Exercise prompt -> The answer must be the full set of records, repeated exactly.

Study material ->
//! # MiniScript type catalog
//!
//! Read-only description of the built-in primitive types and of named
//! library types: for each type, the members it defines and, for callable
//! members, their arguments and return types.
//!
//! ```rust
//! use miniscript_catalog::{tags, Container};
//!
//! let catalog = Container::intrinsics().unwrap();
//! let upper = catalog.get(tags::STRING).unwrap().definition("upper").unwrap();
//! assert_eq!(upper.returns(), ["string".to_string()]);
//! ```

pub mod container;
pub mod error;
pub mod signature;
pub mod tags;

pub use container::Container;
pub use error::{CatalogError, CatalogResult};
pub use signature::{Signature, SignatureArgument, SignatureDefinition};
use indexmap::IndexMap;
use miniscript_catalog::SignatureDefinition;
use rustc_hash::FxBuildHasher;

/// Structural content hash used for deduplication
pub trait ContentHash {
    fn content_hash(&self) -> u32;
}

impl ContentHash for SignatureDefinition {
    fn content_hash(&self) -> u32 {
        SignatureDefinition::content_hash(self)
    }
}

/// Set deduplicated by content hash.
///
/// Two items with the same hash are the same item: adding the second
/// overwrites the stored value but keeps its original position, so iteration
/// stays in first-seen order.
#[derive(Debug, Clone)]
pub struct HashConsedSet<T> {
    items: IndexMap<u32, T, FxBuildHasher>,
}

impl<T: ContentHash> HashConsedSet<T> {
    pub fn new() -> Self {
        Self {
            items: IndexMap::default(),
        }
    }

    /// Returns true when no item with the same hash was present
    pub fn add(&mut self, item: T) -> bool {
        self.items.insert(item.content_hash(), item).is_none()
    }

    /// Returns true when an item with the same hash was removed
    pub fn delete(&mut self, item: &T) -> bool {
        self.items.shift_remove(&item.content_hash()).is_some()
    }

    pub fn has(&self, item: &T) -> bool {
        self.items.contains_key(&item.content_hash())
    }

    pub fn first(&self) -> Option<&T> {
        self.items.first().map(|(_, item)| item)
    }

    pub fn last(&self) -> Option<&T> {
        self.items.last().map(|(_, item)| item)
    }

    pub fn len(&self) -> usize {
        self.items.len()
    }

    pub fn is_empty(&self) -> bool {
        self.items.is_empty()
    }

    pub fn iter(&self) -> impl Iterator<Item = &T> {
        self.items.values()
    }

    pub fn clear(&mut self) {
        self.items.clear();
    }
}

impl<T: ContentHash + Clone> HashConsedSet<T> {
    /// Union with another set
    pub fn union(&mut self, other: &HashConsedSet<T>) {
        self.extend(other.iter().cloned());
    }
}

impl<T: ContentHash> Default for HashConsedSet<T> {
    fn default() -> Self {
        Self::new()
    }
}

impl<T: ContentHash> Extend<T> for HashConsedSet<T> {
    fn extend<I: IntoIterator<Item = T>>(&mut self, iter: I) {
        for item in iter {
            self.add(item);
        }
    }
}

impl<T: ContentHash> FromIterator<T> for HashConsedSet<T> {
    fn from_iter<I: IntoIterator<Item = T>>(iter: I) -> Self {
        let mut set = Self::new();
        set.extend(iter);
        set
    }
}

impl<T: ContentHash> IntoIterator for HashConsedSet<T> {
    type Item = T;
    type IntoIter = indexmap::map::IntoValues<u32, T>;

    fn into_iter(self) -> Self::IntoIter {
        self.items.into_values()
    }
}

Written solution ->
//! # MiniScript type catalog
//!
//! Read-only description of the built-in primitive types and of named
//! library types: for each type, the members it defines and, for callable
//! members, their arguments and return types.
//!
//! ```rust
//! use miniscript_catalog::{tags, Container};
//!
//! let catalog = Container::intrinsics().unwrap();
//! let upper = catalog.get(tags::STRING).unwrap().definition("upper").unwrap();
//! assert_eq!(upper.returns(), ["string".to_string()]);
//! ```

pub mod container;
pub mod error;
pub mod signature;
pub mod tags;

pub use container::Container;
pub use error::{CatalogError, CatalogResult};
pub use signature::{Signature, SignatureArgument, SignatureDefinition};
use indexmap::IndexMap;
use miniscript_catalog::SignatureDefinition;
use rustc_hash::FxBuildHasher;

/// Structural content hash used for deduplication
pub trait ContentHash {
    fn content_hash(&self) -> u32;
}

impl ContentHash for SignatureDefinition {
    fn content_hash(&self) -> u32 {
        SignatureDefinition::content_hash(self)
    }
}

/// Set deduplicated by content hash.
///
/// Two items with the same hash are the same item: adding the second
/// overwrites the stored value but keeps its original position, so iteration
/// stays in first-seen order.
#[derive(Debug, Clone)]
pub struct HashConsedSet<T> {
    items: IndexMap<u32, T, FxBuildHasher>,
}

impl<T: ContentHash> HashConsedSet<T> {
    pub fn new() -> Self {
        Self {
            items: IndexMap::default(),
        }
    }

    /// Returns true when no item with the same hash was present
    pub fn add(&mut self, item: T) -> bool {
        self.items.insert(item.content_hash(), item).is_none()
    }

    /// Returns true when an item with the same hash was removed
    pub fn delete(&mut self, item: &T) -> bool {
        self.items.shift_remove(&item.content_hash()).is_some()
    }

    pub fn has(&self, item: &T) -> bool {
        self.items.contains_key(&item.content_hash())
    }

    pub fn first(&self) -> Option<&T> {
        self.items.first().map(|(_, item)| item)
    }

    pub fn last(&self) -> Option<&T> {
        self.items.last().map(|(_, item)| item)
    }

    pub fn len(&self) -> usize {
        self.items.len()
    }

    pub fn is_empty(&self) -> bool {
        self.items.is_empty()
    }

    pub fn iter(&self) -> impl Iterator<Item = &T> {
        self.items.values()
    }

    pub fn clear(&mut self) {
        self.items.clear();
    }
}

impl<T: ContentHash + Clone> HashConsedSet<T> {
    /// Union with another set
    pub fn union(&mut self, other: &HashConsedSet<T>) {
        self.extend(other.iter().cloned());
    }
}

impl<T: ContentHash> Default for HashConsedSet<T> {
    fn default() -> Self {
        Self::new()
    }
}

impl<T: ContentHash> Extend<T> for HashConsedSet<T> {
    fn extend<I: IntoIterator<Item = T>>(&mut self, iter: I) {
        for item in iter {
            self.add(item);
        }
    }
}

impl<T: ContentHash> FromIterator<T> for HashConsedSet<T> {
    fn from_iter<I: IntoIterator<Item = T>>(iter: I) -> Self {
        let mut set = Self::new();
        set.extend(iter);
        set
    }
}

impl<T: ContentHash> IntoIterator for HashConsedSet<T> {
    type Item = T;
    type IntoIter = indexmap::map::IntoValues<u32, T>;

    fn into_iter(self) -> Self::IntoIter {
        self.items.into_values()
    }
}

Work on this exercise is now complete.